### [Exercise material]
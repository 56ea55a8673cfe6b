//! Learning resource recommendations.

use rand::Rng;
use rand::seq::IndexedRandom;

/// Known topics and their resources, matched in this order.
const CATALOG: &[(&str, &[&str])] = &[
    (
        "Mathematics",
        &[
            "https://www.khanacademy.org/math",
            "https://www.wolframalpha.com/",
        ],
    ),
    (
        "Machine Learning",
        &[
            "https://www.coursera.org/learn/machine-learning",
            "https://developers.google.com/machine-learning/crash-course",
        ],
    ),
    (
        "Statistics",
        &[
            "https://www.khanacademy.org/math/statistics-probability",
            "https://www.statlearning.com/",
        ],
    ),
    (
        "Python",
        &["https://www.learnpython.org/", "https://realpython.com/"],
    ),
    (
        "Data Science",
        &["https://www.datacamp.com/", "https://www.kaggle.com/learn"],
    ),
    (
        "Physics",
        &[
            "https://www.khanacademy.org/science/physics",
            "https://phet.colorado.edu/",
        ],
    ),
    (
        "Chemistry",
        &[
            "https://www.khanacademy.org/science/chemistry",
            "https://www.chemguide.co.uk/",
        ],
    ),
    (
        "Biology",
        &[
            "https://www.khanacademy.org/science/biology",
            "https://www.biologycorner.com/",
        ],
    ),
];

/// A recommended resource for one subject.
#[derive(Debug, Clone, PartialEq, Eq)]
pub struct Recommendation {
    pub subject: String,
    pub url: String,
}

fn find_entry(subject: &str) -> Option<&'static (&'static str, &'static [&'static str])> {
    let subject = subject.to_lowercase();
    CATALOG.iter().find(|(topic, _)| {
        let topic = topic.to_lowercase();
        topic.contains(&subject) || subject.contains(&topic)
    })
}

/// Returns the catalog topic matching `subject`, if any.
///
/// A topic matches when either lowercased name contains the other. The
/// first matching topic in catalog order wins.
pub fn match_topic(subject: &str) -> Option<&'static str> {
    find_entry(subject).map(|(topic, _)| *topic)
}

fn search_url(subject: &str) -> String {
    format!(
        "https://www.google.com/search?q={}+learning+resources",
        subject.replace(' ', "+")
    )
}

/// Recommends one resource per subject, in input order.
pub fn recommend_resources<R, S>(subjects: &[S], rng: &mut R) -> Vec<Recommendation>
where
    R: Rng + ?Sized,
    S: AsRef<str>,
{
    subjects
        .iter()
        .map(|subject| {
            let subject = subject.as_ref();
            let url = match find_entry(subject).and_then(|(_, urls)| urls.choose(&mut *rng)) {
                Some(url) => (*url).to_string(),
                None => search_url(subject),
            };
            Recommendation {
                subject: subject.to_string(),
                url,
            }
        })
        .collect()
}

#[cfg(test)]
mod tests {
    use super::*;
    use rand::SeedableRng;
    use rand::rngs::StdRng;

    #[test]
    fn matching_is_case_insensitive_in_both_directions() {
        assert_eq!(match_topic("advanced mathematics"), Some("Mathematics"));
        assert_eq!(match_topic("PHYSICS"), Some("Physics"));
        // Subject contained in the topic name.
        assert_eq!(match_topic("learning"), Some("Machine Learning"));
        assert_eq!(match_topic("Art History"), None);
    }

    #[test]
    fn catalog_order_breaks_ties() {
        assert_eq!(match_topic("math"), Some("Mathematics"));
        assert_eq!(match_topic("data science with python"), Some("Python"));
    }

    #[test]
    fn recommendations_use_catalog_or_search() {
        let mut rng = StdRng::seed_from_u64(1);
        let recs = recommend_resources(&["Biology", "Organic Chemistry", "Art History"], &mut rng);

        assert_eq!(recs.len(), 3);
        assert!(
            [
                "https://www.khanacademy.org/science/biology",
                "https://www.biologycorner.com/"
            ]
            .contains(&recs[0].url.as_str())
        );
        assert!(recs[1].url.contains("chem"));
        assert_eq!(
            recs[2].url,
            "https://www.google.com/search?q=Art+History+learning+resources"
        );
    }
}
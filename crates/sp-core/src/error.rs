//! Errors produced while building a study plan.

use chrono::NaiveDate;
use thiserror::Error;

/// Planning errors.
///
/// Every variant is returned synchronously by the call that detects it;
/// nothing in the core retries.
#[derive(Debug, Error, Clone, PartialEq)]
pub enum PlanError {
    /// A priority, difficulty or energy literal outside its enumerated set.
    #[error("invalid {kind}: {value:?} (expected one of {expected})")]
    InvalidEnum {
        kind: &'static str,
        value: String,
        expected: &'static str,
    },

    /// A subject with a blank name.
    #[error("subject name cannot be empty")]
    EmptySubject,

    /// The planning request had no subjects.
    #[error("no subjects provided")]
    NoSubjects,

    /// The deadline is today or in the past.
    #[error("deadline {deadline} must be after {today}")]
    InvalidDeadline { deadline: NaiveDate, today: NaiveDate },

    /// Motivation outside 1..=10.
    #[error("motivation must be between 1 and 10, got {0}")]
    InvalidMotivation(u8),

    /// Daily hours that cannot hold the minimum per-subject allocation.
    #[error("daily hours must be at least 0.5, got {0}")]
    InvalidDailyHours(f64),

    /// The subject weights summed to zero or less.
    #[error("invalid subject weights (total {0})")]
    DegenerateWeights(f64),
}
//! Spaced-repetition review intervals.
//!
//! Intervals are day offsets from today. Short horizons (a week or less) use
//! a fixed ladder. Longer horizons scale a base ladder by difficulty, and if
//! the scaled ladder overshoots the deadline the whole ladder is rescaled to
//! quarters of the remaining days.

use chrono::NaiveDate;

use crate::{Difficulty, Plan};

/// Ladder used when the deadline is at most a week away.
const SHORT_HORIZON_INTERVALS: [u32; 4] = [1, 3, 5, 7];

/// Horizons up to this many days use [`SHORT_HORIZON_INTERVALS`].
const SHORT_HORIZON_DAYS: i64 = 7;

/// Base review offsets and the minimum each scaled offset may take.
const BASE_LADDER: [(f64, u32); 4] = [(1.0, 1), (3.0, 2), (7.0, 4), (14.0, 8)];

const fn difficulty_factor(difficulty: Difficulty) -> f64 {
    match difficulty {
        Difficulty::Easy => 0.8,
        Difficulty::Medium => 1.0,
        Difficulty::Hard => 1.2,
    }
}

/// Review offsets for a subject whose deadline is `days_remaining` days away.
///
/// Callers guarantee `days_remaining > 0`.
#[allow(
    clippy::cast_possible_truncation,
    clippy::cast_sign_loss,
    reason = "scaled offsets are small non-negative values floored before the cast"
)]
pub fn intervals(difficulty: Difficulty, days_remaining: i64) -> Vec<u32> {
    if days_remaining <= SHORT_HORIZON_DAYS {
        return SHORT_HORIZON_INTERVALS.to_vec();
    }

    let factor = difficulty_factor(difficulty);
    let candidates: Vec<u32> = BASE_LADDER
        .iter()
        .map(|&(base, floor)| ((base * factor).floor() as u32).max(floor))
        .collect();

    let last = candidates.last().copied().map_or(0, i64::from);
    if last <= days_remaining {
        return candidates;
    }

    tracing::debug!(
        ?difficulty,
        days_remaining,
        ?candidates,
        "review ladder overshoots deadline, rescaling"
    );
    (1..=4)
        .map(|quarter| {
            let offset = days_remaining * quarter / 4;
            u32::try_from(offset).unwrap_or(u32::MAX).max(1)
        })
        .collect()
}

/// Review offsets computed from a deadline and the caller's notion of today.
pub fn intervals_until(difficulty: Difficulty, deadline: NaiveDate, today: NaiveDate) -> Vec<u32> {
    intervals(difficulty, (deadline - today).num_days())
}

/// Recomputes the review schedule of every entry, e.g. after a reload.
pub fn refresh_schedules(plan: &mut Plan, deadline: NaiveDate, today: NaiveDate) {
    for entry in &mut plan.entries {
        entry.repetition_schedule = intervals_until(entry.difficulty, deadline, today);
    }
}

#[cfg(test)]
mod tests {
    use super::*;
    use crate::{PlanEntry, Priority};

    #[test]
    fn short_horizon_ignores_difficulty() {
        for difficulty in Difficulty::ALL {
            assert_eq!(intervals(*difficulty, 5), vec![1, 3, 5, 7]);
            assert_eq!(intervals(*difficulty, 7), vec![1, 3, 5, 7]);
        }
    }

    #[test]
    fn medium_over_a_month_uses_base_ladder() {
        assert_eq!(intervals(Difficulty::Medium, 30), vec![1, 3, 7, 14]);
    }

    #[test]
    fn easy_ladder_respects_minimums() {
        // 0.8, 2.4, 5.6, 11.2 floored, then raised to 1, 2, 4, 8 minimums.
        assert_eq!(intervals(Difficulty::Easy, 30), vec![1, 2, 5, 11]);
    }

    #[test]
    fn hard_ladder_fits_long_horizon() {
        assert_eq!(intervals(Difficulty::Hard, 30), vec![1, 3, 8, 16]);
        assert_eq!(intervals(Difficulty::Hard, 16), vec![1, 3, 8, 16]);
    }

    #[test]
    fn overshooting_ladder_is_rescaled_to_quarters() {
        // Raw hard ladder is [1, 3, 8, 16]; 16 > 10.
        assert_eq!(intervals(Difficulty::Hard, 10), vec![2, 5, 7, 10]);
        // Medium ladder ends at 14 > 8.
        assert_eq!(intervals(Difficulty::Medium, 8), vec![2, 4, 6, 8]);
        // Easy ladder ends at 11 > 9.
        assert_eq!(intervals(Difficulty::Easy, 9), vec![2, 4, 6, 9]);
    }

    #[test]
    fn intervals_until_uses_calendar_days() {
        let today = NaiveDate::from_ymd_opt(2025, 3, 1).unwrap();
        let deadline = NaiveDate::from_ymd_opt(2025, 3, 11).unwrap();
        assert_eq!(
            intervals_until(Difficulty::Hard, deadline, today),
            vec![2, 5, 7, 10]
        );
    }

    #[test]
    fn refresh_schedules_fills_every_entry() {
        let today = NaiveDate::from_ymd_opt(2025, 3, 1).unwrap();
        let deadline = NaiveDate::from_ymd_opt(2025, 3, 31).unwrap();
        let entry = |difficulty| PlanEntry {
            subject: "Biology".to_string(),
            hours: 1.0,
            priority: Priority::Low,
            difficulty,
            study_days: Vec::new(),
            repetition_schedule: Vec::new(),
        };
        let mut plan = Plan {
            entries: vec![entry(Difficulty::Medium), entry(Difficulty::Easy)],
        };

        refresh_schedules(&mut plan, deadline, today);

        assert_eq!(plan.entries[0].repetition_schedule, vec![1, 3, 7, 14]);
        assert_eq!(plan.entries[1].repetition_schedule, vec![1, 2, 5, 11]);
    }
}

### [Task description]
Would you print exactly and only the lines of the material above that run from the line with "for one subject." through the line with "in input order.", both included?

### [Written answer]
/// A recommended resource for one subject.
#[derive(Debug, Clone, PartialEq, Eq)]
pub struct Recommendation {
    pub subject: String,
    pub url: String,
}

fn find_entry(subject: &str) -> Option<&'static (&'static str, &'static [&'static str])> {
    let subject = subject.to_lowercase();
    CATALOG.iter().find(|(topic, _)| {
        let topic = topic.to_lowercase();
        topic.contains(&subject) || subject.contains(&topic)
    })
}

/// Returns the catalog topic matching `subject`, if any.
///
/// A topic matches when either lowercased name contains the other. The
/// first matching topic in catalog order wins.
pub fn match_topic(subject: &str) -> Option<&'static str> {
    find_entry(subject).map(|(topic, _)| *topic)
}

fn search_url(subject: &str) -> String {
    format!(
        "https://www.google.com/search?q={}+learning+resources",
        subject.replace(' ', "+")
    )
}

/// Recommends one resource per subject, in input order.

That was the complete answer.